The dismemberment ban had passed the Ohio Senate Judiciary Committee on Tuesday along party lines before going before the full Ohio Senate on Wednesday.

Members of Created Equal filled the front row of the committee hearing room with t-shirts showing a 20-week-old unborn child with the message “Don’t Dismember Me.”

Abortion activist groups NARAL Pro-Choice Ohio and Women Have Options staged protests in the back of the room, NBC-4 reported.

The pro-abortion protest consisted of women dressed as handmaids wearing red robes and white hats standing in a line.

The pro-abort reference is derived from Margaret Atwood’s 1985 novel The Handmaid’s Tale, recently made into a Hulu television series. The tale is set in a near-future U.S. totalitarian society led by men and afflicted with infertility. Childbearing women are forced to become “handmaids” and produce babies with the men in charge.

The abortion movement and its allies have come to frequently capitalize on the series and its accompanying visual of the hooded women in red robes for effect.

Representatives from NARAL’s Ohio contingent testified in the Senate hearing against the law.

NARAL Ohio spokeswoman Jaime Miracle had told lawmakers the bill is unconstitutional, bad medicine, and bad for Ohio.

“The state of Ohio should be in the practice of making sure that our doctors are providing the best care they can to their patients and this bill does the exact opposite of this,” she said.

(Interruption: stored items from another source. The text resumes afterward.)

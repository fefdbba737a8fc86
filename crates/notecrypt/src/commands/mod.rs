pub mod decrypt;
pub mod derive;
pub mod encrypt;
pub mod probe;

use std::io::{self, Write};
use std::path::Path;

use anyhow::{Context, Result};
use serde::Serialize;
use serde::de::DeserializeOwned;

use notecrypt_core::item::ItemPayload;
use notecrypt_core::MasterKeys;

/// Read and parse a JSON file.
pub fn read_json<T: DeserializeOwned>(path: &Path, what: &str) -> Result<T> {
    let content = std::fs::read_to_string(path)
        .with_context(|| format!("Failed to read {what} file: {}", path.display()))?;
    serde_json::from_str(&content)
        .with_context(|| format!("Failed to parse {what} file: {}", path.display()))
}

/// Read a JSON array of item payloads.
pub fn read_items(path: &Path) -> Result<Vec<ItemPayload>> {
    read_json(path, "items")
}

/// Read a key file (`{"pw": .., "mk": .., "ak": ..}`).
pub fn read_keys(path: &Path) -> Result<MasterKeys> {
    read_json(path, "key")
}

/// Pretty-print `value` as JSON on stdout.
pub fn write_json<T: Serialize + ?Sized>(value: &T) -> Result<()> {
    let mut stdout = io::stdout().lock();
    serde_json::to_writer_pretty(&mut stdout, value).context("Failed to write JSON output")?;
    writeln!(stdout)?;
    Ok(())
}
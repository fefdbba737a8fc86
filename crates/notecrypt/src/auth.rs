use anyhow::{Result, bail};
use rpassword::read_password;
use std::io::{self, Write};

/// Prompt for a password on stderr with echo disabled.
///
/// For non-interactive use, pass `--password` or set `NOTECRYPT_PASSWORD`.
pub fn prompt_password(prompt: &str) -> Result<String> {
    eprint!("{prompt}: ");
    io::stderr().flush()?;

    let password = read_password()?;

    if password.is_empty() {
        bail!("Password cannot be empty");
    }

    Ok(password)
}

/// Use the supplied password, or prompt for one.
pub fn resolve_password(password: Option<String>, prompt: &str) -> Result<String> {
    match password {
        Some(p) if !p.is_empty() => Ok(p),
        Some(_) => bail!("Password cannot be empty"),
        None => prompt_password(prompt),
    }
}
use std::path::PathBuf;
use std::sync::Arc;

use anyhow::{Context, Result};
use clap::Args as ClapArgs;

use notecrypt_core::item::decrypt_items_chunked;
use notecrypt_core::{ItemKeyManager, NativeCryptoProvider};

use super::{read_items, read_keys, write_json};
use crate::config::Config;
use crate::exit_code;
use crate::output::batch_summary;

#[derive(ClapArgs)]
pub struct Args {
    /// JSON array of encrypted items
    #[arg(long, short, value_name = "FILE")]
    pub input: PathBuf,

    /// Master key file
    #[arg(long, short, value_name = "FILE")]
    pub keys: PathBuf,

    /// Stop at the first item that fails to decrypt
    #[arg(long)]
    pub fail_fast: bool,
}

pub fn execute(args: Args, config: &Config) -> Result<u8> {
    let items = read_items(&args.input)?;
    let keys = Arc::new(read_keys(&args.keys)?);
    let manager = Arc::new(ItemKeyManager::new(NativeCryptoProvider::new()));

    let runtime = tokio::runtime::Builder::new_multi_thread()
        .build()
        .context("Failed to start async runtime")?;

    let (items, result) = runtime
        .block_on(decrypt_items_chunked(
            manager,
            items,
            keys,
            config.encryption.batch_chunk_size,
            args.fail_fast,
        ))
        .into_parts();

    // Items are written even when the batch stopped early
    write_json(&items)?;
    let report = result?;
    eprintln!("{}", batch_summary(&report));

    if report.is_clean() {
        Ok(exit_code::SUCCESS)
    } else {
        Ok(exit_code::DECRYPT_FAILED)
    }
}
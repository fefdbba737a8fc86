//! Check a candidate password against a set of encrypted items.

use std::path::PathBuf;

use anyhow::{Context, Result};
use clap::Args as ClapArgs;

use notecrypt_core::crypto::KeyParams;
use notecrypt_core::{ItemKeyManager, MasterKeys, NativeCryptoProvider};

use super::{read_items, read_json};
use crate::auth::resolve_password;
use crate::config::Config;
use crate::exit_code;
use crate::output::batch_summary;

#[derive(ClapArgs)]
pub struct Args {
    /// Key parameters file (`auth_params` JSON)
    #[arg(long, value_name = "FILE")]
    pub params: PathBuf,

    /// JSON array of encrypted items
    #[arg(long, short, value_name = "FILE")]
    pub input: PathBuf,

    /// Candidate password (prompted if omitted)
    #[arg(long, env = "NOTECRYPT_PASSWORD", hide_env_values = true)]
    pub password: Option<String>,
}

pub fn execute(args: Args, _config: &Config) -> Result<u8> {
    let params: KeyParams = read_json(&args.params, "params")?;
    let mut items = read_items(&args.input)?;
    let password = resolve_password(args.password, "Password")?;

    let manager = ItemKeyManager::new(NativeCryptoProvider::new());
    let keys = MasterKeys::derive(manager.provider(), &password, &params)
        .context("Failed to derive master keys")?;

    let report = manager.decrypt_multiple_items_parallel(&mut items, &keys, false)?;
    println!("{}", batch_summary(&report));

    if report.decrypted == 0 && report.failed > 0 {
        eprintln!("Password did not decrypt any item");
        return Ok(exit_code::AUTH_FAILED);
    }
    Ok(exit_code::SUCCESS)
}
//! Batch decryption with per-item failure isolation.
//!
//! Deleted items and items whose content is not a string are skipped. A
//! failing item is flagged `errorDecrypting` and the batch moves on, unless
//! the caller asked for fail-fast, in which case the first failure is
//! returned.

use rayon::prelude::*;
use thiserror::Error;
use tracing::{debug, instrument, warn};

use super::{ItemKeyManager, ItemPayload};
use crate::crypto::{CryptoProvider, MasterKeys};
use crate::envelope::{DecryptError, DecryptErrorKind};

/// A batch stopped on its first failure.
#[derive(Error, Debug)]
pub enum BatchError {
    #[error("Failed to decrypt item {uuid} (index {index}): {source}")]
    Item {
        index: usize,
        uuid: String,
        #[source]
        source: DecryptError,
    },

    /// A worker running part of the batch panicked or was cancelled.
    #[error("Batch worker failed: {0}")]
    Worker(String),
}

/// One item the batch could not decrypt.
#[derive(Debug, Clone, PartialEq, Eq)]
pub struct ItemFailure {
    pub uuid: String,
    pub kind: DecryptErrorKind,
}

/// Outcome counts for a batch.
#[derive(Debug, Clone, Default, PartialEq, Eq)]
pub struct BatchReport {
    pub decrypted: usize,
    pub failed: usize,
    pub skipped: usize,
    pub failures: Vec<ItemFailure>,
}

impl BatchReport {
    pub fn total(&self) -> usize {
        self.decrypted + self.failed + self.skipped
    }

    /// True when no item failed.
    pub fn is_clean(&self) -> bool {
        self.failed == 0
    }

    pub fn merge(&mut self, other: Self) {
        self.decrypted += other.decrypted;
        self.failed += other.failed;
        self.skipped += other.skipped;
        self.failures.extend(other.failures);
    }

    fn record(&mut self, uuid: &str, outcome: &Outcome) {
        match outcome {
            Outcome::Decrypted => self.decrypted += 1,
            Outcome::Skipped => self.skipped += 1,
            Outcome::Failed(err) => {
                self.failed += 1;
                self.failures.push(ItemFailure {
                    uuid: uuid.to_owned(),
                    kind: err.kind(),
                });
            }
        }
    }
}

enum Outcome {
    Decrypted,
    Skipped,
    Failed(DecryptError),
}

impl<P: CryptoProvider> ItemKeyManager<P> {
    fn decrypt_one(&self, item: &mut ItemPayload, keys: &MasterKeys) -> Outcome {
        if item.deleted || !item.content.is_string() {
            return Outcome::Skipped;
        }
        match self.apply_decryption(item, keys) {
            Ok(()) => Outcome::Decrypted,
            Err(err) => Outcome::Failed(err),
        }
    }

    /// Decrypt `items` in place, one after another.
    #[instrument(level = "debug", skip(self, items, keys), fields(count = items.len()))]
    pub fn decrypt_multiple_items(
        &self,
        items: &mut [ItemPayload],
        keys: &MasterKeys,
        throw_on_error: bool,
    ) -> Result<BatchReport, BatchError> {
        let mut report = BatchReport::default();

        for (index, item) in items.iter_mut().enumerate() {
            let outcome = match self.decrypt_one(item, keys) {
                Outcome::Failed(err) if throw_on_error => {
                    return Err(BatchError::Item {
                        index,
                        uuid: item.uuid.clone(),
                        source: err,
                    });
                }
                Outcome::Failed(err) => {
                    warn!(uuid = %item.uuid, error = %err, "Error decrypting item");
                    Outcome::Failed(err)
                }
                other => other,
            };
            report.record(&item.uuid, &outcome);
        }

        debug!(
            decrypted = report.decrypted,
            failed = report.failed,
            skipped = report.skipped,
            "Batch decrypted"
        );
        Ok(report)
    }
}

impl<P: CryptoProvider> ItemKeyManager<P> {
    /// Decrypt `items` in place across the rayon thread pool.
    ///
    /// Per-item semantics match [`decrypt_multiple_items`](Self::decrypt_multiple_items).
    /// With `throw_on_error`, items running concurrently with the failing one
    /// may still be decrypted; the error reported is the failure with the
    /// lowest index.
    #[instrument(level = "debug", skip(self, items, keys), fields(count = items.len()))]
    pub fn decrypt_multiple_items_parallel(
        &self,
        items: &mut [ItemPayload],
        keys: &MasterKeys,
        throw_on_error: bool,
    ) -> Result<BatchReport, BatchError> {
        let outcomes: Vec<Outcome> = items
            .par_iter_mut()
            .map(|item| self.decrypt_one(item, keys))
            .collect();

        let mut report = BatchReport::default();
        for (index, (item, outcome)) in items.iter().zip(outcomes).enumerate() {
            if let Outcome::Failed(err) = &outcome {
                if throw_on_error {
                    return Err(BatchError::Item {
                        index,
                        uuid: item.uuid.clone(),
                        source: err.clone(),
                    });
                }
                warn!(uuid = %item.uuid, error = %err, "Error decrypting item");
            }
            report.record(&item.uuid, &outcome);
        }

        debug!(
            decrypted = report.decrypted,
            failed = report.failed,
            skipped = report.skipped,
            "Parallel batch decrypted"
        );
        Ok(report)
    }
}
//! Cryptographic primitives and key material for item encryption

pub mod keys;
pub mod provider;

use thiserror::Error;

/// Errors raised by the primitive crypto provider.
///
/// # Security Classification
///
/// None of these variants say anything about *who* produced the input. A
/// padding failure can mean a wrong key as easily as a corrupted ciphertext,
/// so callers above the provider translate them into item-level decryption
/// failures rather than integrity verdicts.
///
/// Variants are marked **[USER ERROR]** when they typically come from bad
/// stored data or wrong keys, and **[PROGRAMMING ERROR]** when they indicate
/// invalid parameters passed by the caller.
#[derive(Error, Debug, Clone, PartialEq, Eq)]
pub enum CryptoError {
    // =========================================================================
    // USER ERRORS - Corrupted input or wrong key material
    // =========================================================================
    /// AES-CBC decryption produced invalid PKCS#7 padding.
    ///
    /// **[USER ERROR]** Almost always a wrong key, occasionally a truncated or
    /// modified ciphertext.
    #[error("AES-CBC decryption failed - wrong key or corrupted ciphertext")]
    CipherFailure,

    /// Ciphertext is not valid base64.
    ///
    /// **[USER ERROR]** The stored payload is corrupted.
    #[error("Invalid base64 in {field}")]
    InvalidBase64 { field: &'static str },

    /// Decrypted bytes are not valid UTF-8.
    ///
    /// **[USER ERROR]** Decryption with the wrong key can pass the padding
    /// check by chance; the garbage that comes out is rejected here.
    #[error("Decrypted plaintext is not valid UTF-8")]
    InvalidUtf8,

    // =========================================================================
    // PROGRAMMING ERRORS - Invalid parameters
    // =========================================================================
    /// Key or IV material is not valid hexadecimal.
    ///
    /// **[PROGRAMMING ERROR]** Keys and IVs travel as lowercase hex strings.
    #[error("Invalid hex in {field}")]
    InvalidHex { field: &'static str },

    /// Key material has the wrong length.
    #[error("Invalid key length: expected {expected} bytes, got {actual}")]
    InvalidKeyLength { expected: usize, actual: usize },

    /// IV has the wrong length.
    #[error("Invalid IV length: expected {expected} bytes, got {actual}")]
    InvalidIvLength { expected: usize, actual: usize },

    /// Requested key size is zero or not a whole number of bytes.
    #[error("Invalid key size: {bits} bits")]
    InvalidKeySize { bits: usize },

    /// PBKDF2 was asked for zero iterations.
    #[error("PBKDF2 iteration count must be positive")]
    InvalidIterationCount,

    // =========================================================================
    // SYSTEM ERRORS
    // =========================================================================
    /// The system random number generator failed.
    #[error("System RNG failed")]
    Rng,
}

// Re-export commonly used types
pub use keys::{ItemKey, KeyDerivationError, KeyParams, MasterKeys};
pub use provider::{CryptoProvider, NativeCryptoProvider};
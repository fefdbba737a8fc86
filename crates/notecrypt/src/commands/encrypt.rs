use std::path::PathBuf;

use anyhow::{Context, Result};
use clap::Args as ClapArgs;

use notecrypt_core::item::ItemParams;
use notecrypt_core::{ItemKeyManager, NativeCryptoProvider, ProtocolVersion};

use super::{read_items, read_keys, write_json};
use crate::config::Config;
use crate::exit_code;

#[derive(ClapArgs)]
pub struct Args {
    /// JSON array of decrypted items
    #[arg(long, short, value_name = "FILE")]
    pub input: PathBuf,

    /// Master key file; items are written unencrypted without one
    #[arg(long, short, value_name = "FILE")]
    pub keys: Option<PathBuf>,

    /// Protocol version for new envelopes (defaults to the configured one)
    #[arg(id = "protocol", long = "protocol", value_name = "VERSION")]
    pub version: Option<ProtocolVersion>,

    /// Produce local storage payloads instead of sync payloads
    #[arg(long)]
    pub local: bool,
}

pub fn execute(args: Args, config: &Config) -> Result<u8> {
    let items = read_items(&args.input)?;
    let keys = args.keys.as_deref().map(read_keys).transpose()?;
    let version = args.version.unwrap_or(config.encryption.default_version);
    let manager = ItemKeyManager::new(NativeCryptoProvider::new());

    if keys.is_none() {
        tracing::warn!("No keys given; writing items unencrypted");
    }

    let payloads = items
        .iter()
        .map(|item| {
            let params = ItemParams::new(&manager, item, keys.as_ref(), version);
            let payload = if args.local {
                params.for_local_storage()
            } else {
                params.for_sync()
            };
            payload.with_context(|| format!("Failed to encrypt item {}", item.uuid))
        })
        .collect::<Result<Vec<_>>>()?;

    tracing::info!(count = payloads.len(), %version, "Items encrypted");
    write_json(&payloads)?;
    Ok(exit_code::SUCCESS)
}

Miracle also said the bill would leave doctors with limited second-trimester abortion options, and such options are not as safe.

However, Sen. Peggy Lehner, R-Dayton, questioned the bill’s opponents during Tuesday’s hearing.

“You constantly refer to this as the safest method of abortion,” Lehner said. “Does your organization have a concern for the humanity or the humaneness of the procedure?”

Ohio Right to Life President Mike Gonidakis said the legislation is part of a larger pro-life national agenda.

“The inhumanity of a dismemberment abortion leaves the rest of Ohio and America in shock,” Gonidakis said.

Eight states so far have outlawed dismemberment abortions since 2015, according to the National Right to Life Committee. Those states are Kansas (2015), Oklahoma (2015), West Virginia (2016), Mississippi, (2016), Alabama (2016), Louisiana (2016), Arkansas (2017), and Texas (2017).